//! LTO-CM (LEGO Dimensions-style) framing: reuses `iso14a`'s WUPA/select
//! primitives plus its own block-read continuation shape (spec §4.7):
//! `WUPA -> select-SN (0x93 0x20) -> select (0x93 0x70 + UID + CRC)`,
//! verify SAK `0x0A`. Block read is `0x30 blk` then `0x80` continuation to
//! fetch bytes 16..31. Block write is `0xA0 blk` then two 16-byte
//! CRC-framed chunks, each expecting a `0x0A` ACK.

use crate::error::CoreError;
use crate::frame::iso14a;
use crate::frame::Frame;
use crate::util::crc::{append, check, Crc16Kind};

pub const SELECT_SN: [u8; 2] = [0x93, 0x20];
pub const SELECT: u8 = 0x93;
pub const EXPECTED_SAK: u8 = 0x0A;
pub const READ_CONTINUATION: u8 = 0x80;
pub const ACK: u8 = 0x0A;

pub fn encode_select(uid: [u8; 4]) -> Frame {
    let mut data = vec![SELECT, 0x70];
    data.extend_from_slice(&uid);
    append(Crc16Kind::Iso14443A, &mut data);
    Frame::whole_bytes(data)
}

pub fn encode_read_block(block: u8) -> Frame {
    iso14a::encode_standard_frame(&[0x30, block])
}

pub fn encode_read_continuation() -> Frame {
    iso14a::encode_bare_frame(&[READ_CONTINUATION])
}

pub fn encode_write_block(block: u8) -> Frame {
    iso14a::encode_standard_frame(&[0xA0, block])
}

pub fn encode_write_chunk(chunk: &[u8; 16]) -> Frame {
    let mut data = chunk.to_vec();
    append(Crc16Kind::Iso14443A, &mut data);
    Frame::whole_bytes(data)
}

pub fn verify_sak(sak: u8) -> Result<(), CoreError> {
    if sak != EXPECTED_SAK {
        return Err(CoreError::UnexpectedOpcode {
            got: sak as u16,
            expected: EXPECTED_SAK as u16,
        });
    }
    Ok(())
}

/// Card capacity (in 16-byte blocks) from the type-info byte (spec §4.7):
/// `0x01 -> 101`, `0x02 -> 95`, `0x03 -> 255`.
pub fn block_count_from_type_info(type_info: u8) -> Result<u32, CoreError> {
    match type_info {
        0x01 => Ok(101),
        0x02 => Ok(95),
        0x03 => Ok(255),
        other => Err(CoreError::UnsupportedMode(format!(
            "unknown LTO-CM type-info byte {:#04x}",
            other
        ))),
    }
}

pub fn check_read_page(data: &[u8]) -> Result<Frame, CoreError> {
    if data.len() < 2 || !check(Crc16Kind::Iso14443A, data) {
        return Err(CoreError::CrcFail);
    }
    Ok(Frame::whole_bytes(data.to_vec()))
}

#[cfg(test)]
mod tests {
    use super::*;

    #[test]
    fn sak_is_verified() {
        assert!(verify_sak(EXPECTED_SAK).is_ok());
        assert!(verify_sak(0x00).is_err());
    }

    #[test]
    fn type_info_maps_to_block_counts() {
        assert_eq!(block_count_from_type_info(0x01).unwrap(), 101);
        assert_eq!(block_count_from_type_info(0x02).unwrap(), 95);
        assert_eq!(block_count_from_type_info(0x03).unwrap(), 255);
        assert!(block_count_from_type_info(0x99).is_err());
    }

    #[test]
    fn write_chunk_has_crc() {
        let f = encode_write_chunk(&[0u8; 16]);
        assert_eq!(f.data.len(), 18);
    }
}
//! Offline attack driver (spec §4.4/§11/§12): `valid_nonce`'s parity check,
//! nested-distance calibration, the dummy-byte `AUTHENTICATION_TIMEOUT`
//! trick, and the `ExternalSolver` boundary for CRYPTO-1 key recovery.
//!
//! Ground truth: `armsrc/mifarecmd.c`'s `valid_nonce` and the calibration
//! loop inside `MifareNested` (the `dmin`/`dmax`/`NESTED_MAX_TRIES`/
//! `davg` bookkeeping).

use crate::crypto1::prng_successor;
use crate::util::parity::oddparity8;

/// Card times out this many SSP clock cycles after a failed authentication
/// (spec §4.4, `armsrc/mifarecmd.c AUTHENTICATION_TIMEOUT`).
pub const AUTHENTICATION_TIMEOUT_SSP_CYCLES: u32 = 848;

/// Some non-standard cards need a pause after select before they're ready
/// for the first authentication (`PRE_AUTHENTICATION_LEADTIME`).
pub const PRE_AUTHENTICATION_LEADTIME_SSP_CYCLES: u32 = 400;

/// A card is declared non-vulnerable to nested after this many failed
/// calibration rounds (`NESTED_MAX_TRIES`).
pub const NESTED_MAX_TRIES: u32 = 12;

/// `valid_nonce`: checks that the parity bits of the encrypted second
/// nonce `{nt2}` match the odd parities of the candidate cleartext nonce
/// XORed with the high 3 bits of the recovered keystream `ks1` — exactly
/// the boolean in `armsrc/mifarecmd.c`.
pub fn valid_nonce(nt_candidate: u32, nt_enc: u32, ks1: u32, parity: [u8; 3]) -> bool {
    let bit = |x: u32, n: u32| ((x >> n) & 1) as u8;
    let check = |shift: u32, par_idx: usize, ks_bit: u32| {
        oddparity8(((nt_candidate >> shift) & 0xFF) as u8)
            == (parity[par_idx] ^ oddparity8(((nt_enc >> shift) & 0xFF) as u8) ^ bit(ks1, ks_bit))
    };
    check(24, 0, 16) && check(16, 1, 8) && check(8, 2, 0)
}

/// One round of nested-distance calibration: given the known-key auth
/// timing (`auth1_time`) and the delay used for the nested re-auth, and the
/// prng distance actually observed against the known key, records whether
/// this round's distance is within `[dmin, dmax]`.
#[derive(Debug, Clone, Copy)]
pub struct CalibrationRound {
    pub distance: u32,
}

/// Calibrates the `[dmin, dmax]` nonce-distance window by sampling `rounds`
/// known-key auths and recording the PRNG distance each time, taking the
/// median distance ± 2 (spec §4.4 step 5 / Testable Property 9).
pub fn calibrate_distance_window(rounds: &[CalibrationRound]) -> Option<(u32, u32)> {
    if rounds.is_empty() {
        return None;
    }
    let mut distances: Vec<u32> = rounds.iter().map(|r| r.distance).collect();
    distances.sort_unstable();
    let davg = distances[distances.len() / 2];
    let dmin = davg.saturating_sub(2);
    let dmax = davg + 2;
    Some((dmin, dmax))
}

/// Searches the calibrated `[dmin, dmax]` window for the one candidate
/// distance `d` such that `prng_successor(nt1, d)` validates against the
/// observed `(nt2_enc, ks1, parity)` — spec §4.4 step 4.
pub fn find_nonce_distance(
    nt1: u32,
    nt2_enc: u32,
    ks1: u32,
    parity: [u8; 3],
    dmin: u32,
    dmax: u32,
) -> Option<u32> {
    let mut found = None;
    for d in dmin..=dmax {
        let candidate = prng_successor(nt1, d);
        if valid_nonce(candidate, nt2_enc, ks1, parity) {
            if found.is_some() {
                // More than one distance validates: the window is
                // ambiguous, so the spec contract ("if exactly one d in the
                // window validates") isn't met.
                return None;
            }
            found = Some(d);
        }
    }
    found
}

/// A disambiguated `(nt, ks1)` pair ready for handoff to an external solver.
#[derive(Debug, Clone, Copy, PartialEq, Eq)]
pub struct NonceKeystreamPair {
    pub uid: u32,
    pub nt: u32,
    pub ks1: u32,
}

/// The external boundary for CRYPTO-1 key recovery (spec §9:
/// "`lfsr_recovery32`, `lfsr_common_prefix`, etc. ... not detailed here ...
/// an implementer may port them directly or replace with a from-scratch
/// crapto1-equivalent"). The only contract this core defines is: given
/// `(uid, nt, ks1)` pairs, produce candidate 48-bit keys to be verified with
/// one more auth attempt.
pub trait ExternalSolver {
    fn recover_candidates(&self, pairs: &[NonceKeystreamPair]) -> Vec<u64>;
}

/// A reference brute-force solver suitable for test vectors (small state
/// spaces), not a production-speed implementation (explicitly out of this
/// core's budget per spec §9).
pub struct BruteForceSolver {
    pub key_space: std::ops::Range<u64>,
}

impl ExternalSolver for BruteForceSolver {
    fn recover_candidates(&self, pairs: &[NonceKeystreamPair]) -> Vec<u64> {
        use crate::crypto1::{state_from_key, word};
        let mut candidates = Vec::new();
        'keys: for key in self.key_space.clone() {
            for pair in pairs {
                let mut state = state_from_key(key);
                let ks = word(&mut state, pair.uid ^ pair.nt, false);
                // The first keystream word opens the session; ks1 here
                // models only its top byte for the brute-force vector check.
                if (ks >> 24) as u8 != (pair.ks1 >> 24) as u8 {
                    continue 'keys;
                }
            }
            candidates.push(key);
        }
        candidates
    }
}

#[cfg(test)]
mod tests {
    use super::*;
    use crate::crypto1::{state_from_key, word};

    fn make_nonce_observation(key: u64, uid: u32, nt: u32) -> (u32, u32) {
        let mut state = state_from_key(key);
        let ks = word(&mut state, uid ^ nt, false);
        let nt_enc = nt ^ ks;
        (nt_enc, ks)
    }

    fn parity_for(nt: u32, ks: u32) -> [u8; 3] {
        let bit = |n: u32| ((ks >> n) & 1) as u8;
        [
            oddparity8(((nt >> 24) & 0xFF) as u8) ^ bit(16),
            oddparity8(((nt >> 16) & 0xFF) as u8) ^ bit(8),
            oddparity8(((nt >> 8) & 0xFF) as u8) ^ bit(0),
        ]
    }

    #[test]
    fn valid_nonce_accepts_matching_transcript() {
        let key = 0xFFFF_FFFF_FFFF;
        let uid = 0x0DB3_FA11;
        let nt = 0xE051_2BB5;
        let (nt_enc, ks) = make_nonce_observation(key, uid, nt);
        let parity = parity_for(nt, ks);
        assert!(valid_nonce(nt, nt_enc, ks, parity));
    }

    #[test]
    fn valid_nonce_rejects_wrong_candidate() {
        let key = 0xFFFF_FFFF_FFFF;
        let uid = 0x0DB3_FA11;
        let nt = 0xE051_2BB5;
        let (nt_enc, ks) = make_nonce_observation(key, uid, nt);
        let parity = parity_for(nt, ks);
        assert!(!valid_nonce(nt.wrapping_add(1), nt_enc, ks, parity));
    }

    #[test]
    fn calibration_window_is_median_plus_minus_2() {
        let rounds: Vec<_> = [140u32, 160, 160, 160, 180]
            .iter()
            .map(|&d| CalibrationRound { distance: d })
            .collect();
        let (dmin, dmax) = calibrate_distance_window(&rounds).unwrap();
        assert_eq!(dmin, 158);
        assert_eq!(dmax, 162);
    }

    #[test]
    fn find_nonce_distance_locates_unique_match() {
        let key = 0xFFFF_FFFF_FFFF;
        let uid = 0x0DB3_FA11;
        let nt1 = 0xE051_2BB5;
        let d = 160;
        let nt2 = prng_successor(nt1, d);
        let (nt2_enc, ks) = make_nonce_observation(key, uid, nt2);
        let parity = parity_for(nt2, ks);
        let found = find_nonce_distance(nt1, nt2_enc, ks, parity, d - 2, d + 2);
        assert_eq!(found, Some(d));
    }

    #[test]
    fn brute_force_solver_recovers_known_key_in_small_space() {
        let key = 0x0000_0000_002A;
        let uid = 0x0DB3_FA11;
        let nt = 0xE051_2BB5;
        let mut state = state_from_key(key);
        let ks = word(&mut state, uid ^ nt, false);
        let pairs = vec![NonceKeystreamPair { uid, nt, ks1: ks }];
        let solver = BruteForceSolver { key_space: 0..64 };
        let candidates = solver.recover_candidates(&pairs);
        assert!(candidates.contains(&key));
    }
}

------

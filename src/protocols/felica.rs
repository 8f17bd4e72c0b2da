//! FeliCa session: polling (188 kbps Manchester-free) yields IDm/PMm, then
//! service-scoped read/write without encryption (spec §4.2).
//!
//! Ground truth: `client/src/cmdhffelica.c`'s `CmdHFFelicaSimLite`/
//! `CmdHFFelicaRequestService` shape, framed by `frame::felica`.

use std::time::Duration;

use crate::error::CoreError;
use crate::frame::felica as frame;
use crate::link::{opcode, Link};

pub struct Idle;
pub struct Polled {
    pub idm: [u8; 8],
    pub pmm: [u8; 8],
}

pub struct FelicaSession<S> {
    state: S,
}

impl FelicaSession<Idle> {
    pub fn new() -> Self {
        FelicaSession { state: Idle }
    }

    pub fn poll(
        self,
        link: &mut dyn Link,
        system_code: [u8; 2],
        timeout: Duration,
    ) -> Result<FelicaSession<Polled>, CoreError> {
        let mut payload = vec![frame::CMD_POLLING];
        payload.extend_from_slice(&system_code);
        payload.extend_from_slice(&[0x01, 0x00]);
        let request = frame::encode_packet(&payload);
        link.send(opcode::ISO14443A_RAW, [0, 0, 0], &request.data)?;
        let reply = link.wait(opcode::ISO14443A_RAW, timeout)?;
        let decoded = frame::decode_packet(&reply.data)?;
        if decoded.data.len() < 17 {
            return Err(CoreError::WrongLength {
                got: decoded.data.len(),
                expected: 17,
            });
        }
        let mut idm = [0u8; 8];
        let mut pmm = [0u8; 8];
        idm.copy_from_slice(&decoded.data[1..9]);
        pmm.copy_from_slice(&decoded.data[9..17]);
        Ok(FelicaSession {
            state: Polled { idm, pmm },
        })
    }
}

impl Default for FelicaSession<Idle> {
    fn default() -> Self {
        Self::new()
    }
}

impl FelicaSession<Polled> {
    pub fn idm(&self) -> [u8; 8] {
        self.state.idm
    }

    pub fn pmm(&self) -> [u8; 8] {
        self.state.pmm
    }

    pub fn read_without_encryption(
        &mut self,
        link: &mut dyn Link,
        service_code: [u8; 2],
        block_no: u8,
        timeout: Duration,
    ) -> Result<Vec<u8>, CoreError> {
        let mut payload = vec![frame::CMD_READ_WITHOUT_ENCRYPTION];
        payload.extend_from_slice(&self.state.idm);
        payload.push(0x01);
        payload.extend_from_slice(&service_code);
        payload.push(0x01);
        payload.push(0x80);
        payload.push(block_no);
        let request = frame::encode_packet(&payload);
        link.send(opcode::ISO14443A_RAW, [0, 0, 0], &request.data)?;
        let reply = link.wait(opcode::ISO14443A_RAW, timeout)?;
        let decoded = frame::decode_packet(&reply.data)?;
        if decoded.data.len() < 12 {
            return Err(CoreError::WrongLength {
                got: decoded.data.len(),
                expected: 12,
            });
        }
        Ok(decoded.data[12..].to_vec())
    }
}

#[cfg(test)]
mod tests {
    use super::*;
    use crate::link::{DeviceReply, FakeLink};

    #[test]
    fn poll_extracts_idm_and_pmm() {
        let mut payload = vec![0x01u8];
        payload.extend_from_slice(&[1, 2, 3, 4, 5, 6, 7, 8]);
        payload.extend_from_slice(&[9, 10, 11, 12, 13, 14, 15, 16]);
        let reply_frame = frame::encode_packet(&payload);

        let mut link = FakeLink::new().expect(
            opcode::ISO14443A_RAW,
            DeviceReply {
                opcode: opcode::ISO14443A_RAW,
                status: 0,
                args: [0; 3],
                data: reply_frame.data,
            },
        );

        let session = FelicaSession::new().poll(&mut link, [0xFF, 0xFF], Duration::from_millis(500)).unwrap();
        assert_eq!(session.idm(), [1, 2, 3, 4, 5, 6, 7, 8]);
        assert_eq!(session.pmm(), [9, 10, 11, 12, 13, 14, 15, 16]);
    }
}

------

» **Work instructions**
Across the records above, show each line containing the word "rounds".

» **Answer space**
/// calibration rounds (`NESTED_MAX_TRIES`).
/// Calibrates the `[dmin, dmax]` nonce-distance window by sampling `rounds`
pub fn calibrate_distance_window(rounds: &[CalibrationRound]) -> Option<(u32, u32)> {
    if rounds.is_empty() {
    let mut distances: Vec<u32> = rounds.iter().map(|r| r.distance).collect();
        let rounds: Vec<_> = [140u32, 160, 160, 160, 180]
        let (dmin, dmax) = calibrate_distance_window(&rounds).unwrap();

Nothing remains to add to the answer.